» **Activity**: Each line from the one containing "pub fn composing_groups(&self)" to the end of the records should be copied exactly, and no other line.

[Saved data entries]

****************************************

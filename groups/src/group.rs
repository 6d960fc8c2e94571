//! Groups and sequences.

use beanval_core::TypeName;
use std::fmt;

/// A validation group.
#[derive(Debug, Clone, PartialEq, Eq, Hash)]
pub struct Group {
    group: TypeName,
}

impl Group {
    pub fn new(group: impl Into<TypeName>) -> Self {
        Self {
            group: group.into(),
        }
    }

    /// The `Default` group.
    pub fn default_group() -> Self {
        Self::new(TypeName::default_group())
    }

    /// The group interface constraints are matched against.
    pub fn defining_type(&self) -> &TypeName {
        &self.group
    }

    pub fn is_default_group(&self) -> bool {
        self.group.is_default_group()
    }
}

impl fmt::Display for Group {
    fn fmt(&self, f: &mut fmt::Formatter<'_>) -> fmt::Result {
        write!(f, "{}", self.group.simple_name())
    }
}

/// A group of a sequence together with the groups it inherits from.
/// Validated as one step of the sequence.
#[derive(Debug, Clone, PartialEq, Eq)]
pub struct GroupWithInheritance {
    groups: Vec<Group>,
}

impl GroupWithInheritance {
    pub fn new(groups: Vec<Group>) -> Self {
        Self { groups }
    }

    pub fn groups(&self) -> &[Group] {
        &self.groups
    }

    pub fn iter(&self) -> std::slice::Iter<'_, Group> {
        self.groups.iter()
    }
}

impl<'a> IntoIterator for &'a GroupWithInheritance {
    type Item = &'a Group;
    type IntoIter = std::slice::Iter<'a, Group>;

    fn into_iter(self) -> Self::IntoIter {
        self.groups.iter()
    }
}

/// A resolved group sequence.
#[derive(Debug, Clone, PartialEq, Eq)]
pub struct Sequence {
    name: TypeName,
    /// Groups after recursive expansion of nested sequences.
    composing: Vec<Group>,
    /// One step per composing group, inherited groups included.
    expanded: Vec<GroupWithInheritance>,
}

impl Sequence {
    pub(crate) fn new(name: TypeName, composing: Vec<Group>) -> Self {
        let expanded = composing
            .iter()
            .map(|g| GroupWithInheritance::new(vec![g.clone()]))
            .collect();
        Self {
            name,
            composing,
            expanded,
        }
    }

    pub(crate) fn set_expanded(&mut self, expanded: Vec<GroupWithInheritance>) {
        self.expanded = expanded;
    }

    /// The sequence interface, or the bean type for a default sequence.
    pub fn name(&self) -> &TypeName {
        &self.name
    }

    pub fn composing_groups(&self) -> &[Group] {
        &self.composing
    }

    /// The steps of the sequence in order.
    pub fn steps(&self) -> &[GroupWithInheritance] {
        &self.expanded
    }
}

impl fmt::Display for Sequence {
    fn fmt(&self, f: &mut fmt::Formatter<'_>) -> fmt::Result {
        let groups: Vec<String> = self.composing.iter().map(|g| g.to_string()).collect();
        write!(f, "{}[{}]", self.name.simple_name(), groups.join(", "))
    }
}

****************************************

» **Result**:
    pub fn composing_groups(&self) -> &[Group] {
        &self.composing
    }

    /// The steps of the sequence in order.
    pub fn steps(&self) -> &[GroupWithInheritance] {
        &self.expanded
    }
}

impl fmt::Display for Sequence {
    fn fmt(&self, f: &mut fmt::Formatter<'_>) -> fmt::Result {
        let groups: Vec<String> = self.composing.iter().map(|g| g.to_string()).collect();
        write!(f, "{}[{}]", self.name.simple_name(), groups.join(", "))
    }
}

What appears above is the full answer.